With the opioid epidemic sweeping through parts of Minneapolis, police officers on the city's hard-hit South Side will soon start carrying the overdose-reversing drug, naloxone.
Initially, officials say that 125 officers from the 3rd Precinct will be equipped with the lifesaving kits, as part of a pilot program that was first announced last fall. But Mayor Jacob Frey pledged to outfit the rest of the department's officers by the end of the year.
"This opioid epidemic is tearing families apart," said Frey, speaking to reporters at a joint news conference with police Chief Medaria Arradondo on Monday morning at the American Indian Center. Standing before an array of TV cameras, Frey said that "more than half of the people watching" know someone who has died of a drug overdose.
"We will be equipping every officer with naloxone by year's end," Frey said, adding that the kits cost about $75 per officer. He said that the rollout was part of a push by the department and his administration to combat overdoses across the city that would go beyond the "traditional sobriety treatment" model, but didn't offer specifics.

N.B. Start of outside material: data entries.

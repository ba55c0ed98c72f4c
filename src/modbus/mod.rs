// Copyright (c) 2025 Ronan LE MEILLAT, SCTG Development
// This file is part of the scada-acquisition project and is licensed under the
// SCTG Development Non-Commercial License v1.0 (see LICENSE.md for details).

//! Modbus communication module
//!
//! This module provides the Modbus TCP service of the simulated process
//! controller, allowing scan clients to read and write its holding
//! registers and coils.
//!
//! ## Key Components
//!
//! - `ControllerModbusService`: per-connection service answering Modbus
//!   requests from the shared process image.
//!
//! ## Usage
//!
//! The service is normally started by the controller daemon:
//!
//! ```no_run
//! use scada_acquisition::config::ControllerConfig;
//! use scada_acquisition::daemon::VirtualPlc;
//!
//! # async fn example() -> anyhow::Result<()> {
//! let plc = VirtualPlc::start(&ControllerConfig::default()).await?;
//! println!("Serving on {}", plc.local_addr());
//! # Ok(())
//! # }
//! ```
//!
//! ## Register Map
//!
//! The layout comes from the `controller` configuration section. The
//! default layout is:
//!
//! ### Holding Registers (Read/Write)
//!
//! - Registers 0-2: engine and cabin temperatures (°C × 10)
//! - Registers 10-12: hydraulic, fuel and oil pressures (bar × 10)
//! - Register 30: flight hours
//! - Register 31: cycle count
//!
//! ### Coils (Read/Write)
//!
//! - Coils 20-21: pump status
//! - Coil 22: emergency stop
//! - Coil 23: system ready

pub mod modbus_server;
pub use modbus_server::ControllerModbusService;
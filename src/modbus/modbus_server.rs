// Copyright (c) 2025 Ronan LE MEILLAT, SCTG Development
// This file is part of the scada-acquisition project and is licensed under the
// SCTG Development Non-Commercial License v1.0 (see LICENSE.md for details).

//! Modbus server implementation for the simulated process controller
//!
//! For avoiding confusion with the Modbus master/slave terminology, this module uses
//! the terms "server" and "client" instead. The server is the device that provides data,
//! while the client is the device that requests data.
//!
//! ## Supported function codes
//!
//! | Code | Request | Space |
//! |------|---------|-------|
//! | 0x01 | Read Coils | coils |
//! | 0x03 | Read Holding Registers | holding registers |
//! | 0x05 | Write Single Coil | coils |
//! | 0x06 | Write Single Register | holding registers |
//! | 0x0F | Write Multiple Coils | coils |
//! | 0x10 | Write Multiple Registers | holding registers |
//!
//! Any other request is answered with `IllegalFunction`.

use std::{
    future,
    sync::{
        atomic::{AtomicBool, Ordering},
        Arc, Mutex,
    },
};

use log::{debug, error};
use tokio_modbus::prelude::*;

use crate::simulation::{ProcessImage, SharedProcessImage};

/// Modbus service exposing a shared [`ProcessImage`].
///
/// One instance is created per connection; all instances share the same
/// image. Each request holds the image lock for its whole duration, so a
/// request never observes a partially applied generator tick.
#[derive(Clone)]
pub struct ControllerModbusService {
    image: SharedProcessImage,
    running: Arc<AtomicBool>,
}

impl tokio_modbus::server::Service for ControllerModbusService {
    type Request = Request<'static>;
    type Response = Response;
    type Exception = ExceptionCode;
    type Future = future::Ready<Result<Self::Response, Self::Exception>>;

    fn call(&self, req: Self::Request) -> Self::Future {
        if !self.running.load(Ordering::SeqCst) {
            debug!("SERVER: controller stopped, rejecting {req:?}");
            return future::ready(Err(ExceptionCode::ServerDeviceFailure));
        }

        let res = match req {
            Request::ReadHoldingRegisters(addr, cnt) => self
                .with_image(|image| image.read_registers(addr, cnt))
                .map(Response::ReadHoldingRegisters),
            Request::ReadCoils(addr, cnt) => self
                .with_image(|image| image.read_coils(addr, cnt))
                .map(Response::ReadCoils),
            Request::WriteSingleRegister(addr, value) => self
                .with_image(|image| image.write_registers(addr, std::slice::from_ref(&value)))
                .map(|_| Response::WriteSingleRegister(addr, value)),
            Request::WriteMultipleRegisters(addr, values) => self
                .with_image(|image| image.write_registers(addr, &values))
                .map(|_| Response::WriteMultipleRegisters(addr, values.len() as u16)),
            Request::WriteSingleCoil(addr, state) => self
                .with_image(|image| image.write_coils(addr, std::slice::from_ref(&state)))
                .map(|_| Response::WriteSingleCoil(addr, state)),
            Request::WriteMultipleCoils(addr, states) => self
                .with_image(|image| image.write_coils(addr, &states))
                .map(|_| Response::WriteMultipleCoils(addr, states.len() as u16)),
            _ => {
                error!("SERVER: Exception::IllegalFunction - Unimplemented function code in request: {req:?}");
                Err(ExceptionCode::IllegalFunction)
            }
        };
        future::ready(res)
    }
}

impl ControllerModbusService {
    /// Serve `image` while `running` is set.
    pub fn new(image: SharedProcessImage, running: Arc<AtomicBool>) -> Self {
        Self { image, running }
    }

    /// Service over a fresh image, always running.
    pub fn standalone(image: ProcessImage) -> Self {
        Self::new(
            Arc::new(Mutex::new(image)),
            Arc::new(AtomicBool::new(true)),
        )
    }

    pub fn image(&self) -> SharedProcessImage {
        self.image.clone()
    }

    fn with_image<T>(
        &self,
        f: impl FnOnce(&mut ProcessImage) -> Result<T, ExceptionCode>,
    ) -> Result<T, ExceptionCode> {
        match self.image.lock() {
            Ok(mut image) => f(&mut image),
            Err(_) => {
                error!("SERVER: Exception::ServerDeviceFailure - process image lock poisoned");
                Err(ExceptionCode::ServerDeviceFailure)
            }
        }
    }
}

#[cfg(test)]
mod tests {
    use super::*;
    use crate::config::ControllerConfig;
    use tokio_modbus::server::Service;

    fn service() -> ControllerModbusService {
        let image = ProcessImage::from_config(&ControllerConfig::default()).unwrap();
        ControllerModbusService::standalone(image)
    }

    #[tokio::test]
    async fn test_read_and_write_dispatch() {
        let service = service();
        let rsp = service
            .call(Request::ReadHoldingRegisters(30, 2))
            .await
            .unwrap();
        assert_eq!(rsp, Response::ReadHoldingRegisters(vec![1250, 850]));

        let rsp = service.call(Request::WriteSingleCoil(22, true)).await.unwrap();
        assert_eq!(rsp, Response::WriteSingleCoil(22, true));
        let rsp = service.call(Request::ReadCoils(22, 1)).await.unwrap();
        assert_eq!(rsp, Response::ReadCoils(vec![true]));

        let rsp = service
            .call(Request::WriteSingleRegister(0, 300))
            .await
            .unwrap();
        assert_eq!(rsp, Response::WriteSingleRegister(0, 300));
        assert_eq!(service.image().lock().unwrap().register(0), Some(300));
    }

    #[tokio::test]
    async fn test_poisoned_image_reports_device_failure() {
        let service = service();
        let image = service.image();
        let _ = std::thread::spawn(move || {
            let _guard = image.lock().unwrap();
            panic!("generator crashed while holding the image");
        })
        .join();

        assert_eq!(
            service.call(Request::ReadHoldingRegisters(0, 1)).await,
            Err(ExceptionCode::ServerDeviceFailure)
        );
    }

    #[tokio::test]
    async fn test_unsupported_requests() {
        let service = service();
        assert_eq!(
            service.call(Request::ReadInputRegisters(0, 1)).await,
            Err(ExceptionCode::IllegalFunction)
        );
        assert_eq!(
            service.call(Request::ReadDiscreteInputs(20, 1)).await,
            Err(ExceptionCode::IllegalFunction)
        );
    }

    #[tokio::test]
    async fn test_stopped_service_reports_device_failure() {
        let image = ProcessImage::from_config(&ControllerConfig::default()).unwrap();
        let running = Arc::new(AtomicBool::new(true));
        let service = ControllerModbusService::new(Arc::new(Mutex::new(image)), running.clone());
        assert!(service.call(Request::ReadCoils(20, 1)).await.is_ok());

        running.store(false, Ordering::SeqCst);
        assert_eq!(
            service.call(Request::ReadCoils(20, 1)).await,
            Err(ExceptionCode::ServerDeviceFailure)
        );
    }
}
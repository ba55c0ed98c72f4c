// Copyright (c) 2025 Ronan LE MEILLAT, SCTG Development
// This file is part of the scada-acquisition project and is licensed under the
// SCTG Development Non-Commercial License v1.0 (see LICENSE.md for details).

//! Utility module for common utilities used throughout the project

pub mod scaling;

// Re-exports for use in other modules
pub use scaling::{to_engineering, to_raw, ScalingError};
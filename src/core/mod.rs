pub mod axis;
pub mod band_scale;
pub mod color;
pub mod scale;
pub mod types;

pub use axis::{
    AxisDescriptor, AxisLayout, AxisOrient, AxisTick, XAxis, XTickFormat, YAxis, YTickFormat,
};
pub use band_scale::BandScale;
pub use color::{Color, ColorScale};
pub use scale::LinearScale;
pub use types::{Dataset, Datum, DatumKey, Margins, MarginsPatch, Record, dataset, same_dataset};
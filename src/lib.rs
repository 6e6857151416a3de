//! bar-chart-rs: incremental bar chart engine over a retained scene graph.
//!
//! The engine derives a categorical x scale and a linear y scale from a
//! dataset, reconciles bar shapes with enter/update/exit semantics, and
//! animates changes through the [`render::Scene`] capability contract.

pub mod api;
pub mod core;
pub mod error;
pub mod interaction;
pub mod render;
pub mod telemetry;

pub use api::{BarChart, ChartConfig, ChartConfigPatch, ChartHost};
pub use error::{ChartError, ChartResult};
use serde::{Deserialize, Serialize};

use crate::core::{AxisLayout, Datum, Margins};
use crate::render::Scene;

use super::BarChart;
use super::lifecycle::LifecyclePhase;
use super::render_pipeline::BarLayout;

/// Serializable deterministic state snapshot used by regression tests and
/// debugging tooling.
#[derive(Debug, Clone, PartialEq, Serialize, Deserialize)]
pub struct ChartSnapshot {
    pub lifecycle: LifecyclePhase,
    pub canvas_width: f64,
    pub canvas_height: f64,
    pub margins: Margins,
    pub x_data_metric: String,
    pub y_data_metric: String,
    pub record_count: Option<usize>,
    pub x_domain: Vec<Datum>,
    pub y_domain: (f64, f64),
    pub band_width: f64,
    pub bars: Vec<BarLayout>,
    pub x_axis: Option<AxisLayout>,
    pub y_axis: Option<AxisLayout>,
}

impl<S: Scene> BarChart<S> {
    #[must_use]
    pub fn snapshot(&self) -> ChartSnapshot {
        let scales = self.scales.as_ref();
        ChartSnapshot {
            lifecycle: self.lifecycle.phase(),
            canvas_width: self.config.canvas_width,
            canvas_height: self.config.canvas_height,
            margins: self.config.margins,
            x_data_metric: self.config.x_data_metric.clone(),
            y_data_metric: self.config.y_data_metric.clone(),
            record_count: self.config.graph_data.as_ref().map(|data| data.len()),
            x_domain: scales.map(|scales| scales.x_domain()).unwrap_or_default(),
            y_domain: scales.map_or((0.0, 0.0), |scales| scales.y().domain()),
            band_width: scales.map_or(0.0, |scales| scales.x().band_width()),
            bars: self.bars.clone(),
            x_axis: scales.map(|scales| scales.x_axis.layout()),
            y_axis: scales.map(|scales| scales.y_axis.layout()),
        }
    }
}
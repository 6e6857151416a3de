mod engine;
mod engine_accessors;
mod engine_config;
mod engine_snapshot;
mod host;
mod interaction_controller;
mod json_contract;
mod lifecycle;
mod render_pipeline;
mod scale_builder;

pub use engine::BarChart;
pub use engine_config::{ChartConfig, ChartConfigPatch, ConfigProperty};
pub use engine_snapshot::ChartSnapshot;
pub use host::{ChartHost, demo_config, demo_dataset};
pub use json_contract::{CHART_SNAPSHOT_JSON_SCHEMA_V1, ChartSnapshotJsonContractV1};
pub use lifecycle::{ChartLifecycle, LifecyclePhase, MountPhase, SceneGraph};
pub use render_pipeline::{BarLayout, JoinSummary};
pub use scale_builder::ChartScales;
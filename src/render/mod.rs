mod attributes;
mod data_join;
mod primitives;
mod retained_scene;
pub mod svg;
mod transition;

use serde::{Deserialize, Serialize};

pub use attributes::{Attr, AttrKind, NodeAttributes};
pub use data_join::DataJoin;
pub use primitives::{Color, HoverStyle, ShapeStyle, Translate};
pub use retained_scene::{NodeKind, RetainedScene, SceneNode};
pub use transition::{AXIS_TRANSITION_MS, BAR_TRANSITION_MS, Easing, Transition};

use crate::core::AxisLayout;
use crate::error::ChartResult;

/// Stable handle of a node inside a scene graph.
#[derive(Debug, Clone, Copy, PartialEq, Eq, Hash, PartialOrd, Ord, Serialize, Deserialize)]
pub struct NodeId(pub u64);

/// Capability contract implemented by any retained drawing backend.
///
/// The chart engine only mutates the scene through this trait, so scale and
/// reconciliation logic stay independent of the concrete UI layer. Nodes are
/// persistent: the engine keeps their ids across draws and mutates them in
/// place.
pub trait Scene {
    /// Creates the root drawing surface inside `container`.
    fn create_surface(&mut self, container: &str, width: f64, height: f64) -> ChartResult<NodeId>;

    fn set_surface_size(&mut self, surface: NodeId, width: f64, height: f64) -> ChartResult<()>;

    fn create_group(
        &mut self,
        parent: NodeId,
        class: Option<&str>,
        transform: Translate,
    ) -> ChartResult<NodeId>;

    /// Appends a rectangle shape to `group` with fixed decorative attributes.
    fn append_shape(&mut self, group: NodeId, style: ShapeStyle) -> ChartResult<NodeId>;

    /// Removes a shape immediately.
    fn remove_shape(&mut self, shape: NodeId) -> ChartResult<()>;

    /// Sets an attribute without animation.
    fn set_attribute(&mut self, node: NodeId, attr: Attr) -> ChartResult<()>;

    /// Schedules an attribute transition; returns before it completes.
    fn animate(&mut self, node: NodeId, transition: Transition) -> ChartResult<()>;

    /// Registers hover-in/hover-out stroke toggling on a shape.
    fn set_hover_style(&mut self, shape: NodeId, style: HoverStyle) -> ChartResult<()>;

    /// Delivers a pointer enter (`true`) or leave (`false`) to a shape.
    fn dispatch_hover(&mut self, shape: NodeId, hovered: bool) -> ChartResult<()>;

    /// Redraws ticks and labels of an axis group.
    fn render_axis(&mut self, group: NodeId, layout: &AxisLayout) -> ChartResult<()>;
}
use tracing::{debug, trace};

use crate::core::Dataset;
use crate::error::ChartResult;
use crate::interaction::HoverState;
use crate::render::Scene;

use super::lifecycle::{ChartLifecycle, MountPhase};
use super::render_pipeline::{self, BarLayout, JoinSummary};
use super::{ChartConfig, ChartScales};

/// Stateful bar chart bound to one scene.
///
/// Configuration is mutated through chained setters, the scene graph is
/// mounted once with [`BarChart::init_chart`], and every [`BarChart::render`]
/// reconciles bars against the current dataset in place. Draw state (scales,
/// bound shapes) is consistent as soon as a call returns; the transitions it
/// schedules complete later on the scene's own clock.
pub struct BarChart<S: Scene> {
    pub(super) scene: S,
    pub(super) config: ChartConfig,
    pub(super) lifecycle: ChartLifecycle,
    pub(super) scales: Option<ChartScales>,
    pub(super) bars: Vec<BarLayout>,
    pub(super) last_join: Option<JoinSummary>,
    pub(super) hover: HoverState,
}

impl<S: Scene> BarChart<S> {
    /// Creates an unmounted chart with default configuration.
    #[must_use]
    pub fn new(scene: S) -> Self {
        Self::with_config(scene, ChartConfig::default())
    }

    #[must_use]
    pub fn with_config(scene: S, config: ChartConfig) -> Self {
        Self {
            scene,
            config,
            lifecycle: ChartLifecycle::Unmounted,
            scales: None,
            bars: Vec::new(),
            last_join: None,
            hover: HoverState::default(),
        }
    }

    /// Main entry point: replaces the dataset when one is given, then draws.
    pub fn render(&mut self, data: Option<Dataset>) -> ChartResult<()> {
        if let Some(data) = data {
            trace!(records = data.len(), "replacing graph data");
            self.config.graph_data = Some(data);
        }
        self.draw()
    }

    /// Rebuilds scales and reconciles the scene with the stored dataset.
    ///
    /// Skipped entirely while the dataset is undefined. Before mount only the
    /// scales are recomputed.
    pub fn draw(&mut self) -> ChartResult<()> {
        let Some(data) = self.config.graph_data.clone() else {
            debug!("graph data undefined; skipping draw");
            return Ok(());
        };

        let scales = ChartScales::build(&self.config, &data);
        let layouts = render_pipeline::bar_layouts(&self.config, &data, &scales);

        if let ChartLifecycle::Mounted { graph, phase } = &mut self.lifecycle {
            let summary =
                render_pipeline::handle_bars(&mut self.scene, graph, &self.config, &layouts)?;
            render_pipeline::call_axes(&mut self.scene, graph, &self.config, &scales)?;
            *phase = MountPhase::Drawn;

            if let Some(hovered) = self.hover.hovered() {
                if !graph.bound_shapes().contains(&hovered) {
                    // still in the scene while its exit transition runs
                    self.scene.dispatch_hover(hovered, false)?;
                    self.hover.forget();
                }
            }
            debug!(
                records = data.len(),
                entered = summary.entered,
                updated = summary.updated,
                exited = summary.exited,
                "chart drawn"
            );
            self.last_join = Some(summary);
        } else {
            debug!(records = data.len(), "chart not mounted; scales rebuilt only");
        }

        self.scales = Some(scales);
        self.bars = layouts;
        Ok(())
    }

    /// Scales computed by the most recent draw.
    #[must_use]
    pub fn scales(&self) -> Option<&ChartScales> {
        self.scales.as_ref()
    }

    /// Target geometry of each bar after the most recent draw.
    #[must_use]
    pub fn bar_layouts(&self) -> &[BarLayout] {
        &self.bars
    }

    /// Enter/update/exit counts of the most recent mounted draw.
    #[must_use]
    pub fn last_join(&self) -> Option<JoinSummary> {
        self.last_join
    }

    #[must_use]
    pub fn scene(&self) -> &S {
        &self.scene
    }

    /// Mutable scene access, e.g. to advance a retained scene's clock.
    pub fn scene_mut(&mut self) -> &mut S {
        &mut self.scene
    }

    #[must_use]
    pub fn into_scene(self) -> S {
        self.scene
    }
}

"It's not just Narcan, it's not just naloxone," he said. He pointed out that last fall Minneapolis joined a wave of cities and counties nationally in suing pharmaceutical companies for the public cost of the opioid crisis.
First responders rely on naloxone, known commonly as Narcan, to quickly counteract the effects of an opioid overdose, by blocking opiate receptors in the body and reversing the slow breathing that can cause death.
A recent surge of overdoses in the city has put officials on high alert.
Arradondo said it was no coincidence that the drug is being rolled out first in the South Side precinct, which has seen about a quarter of all overdoses citywide. Local officials say the area's black and American Indian populations have been the hardest hit.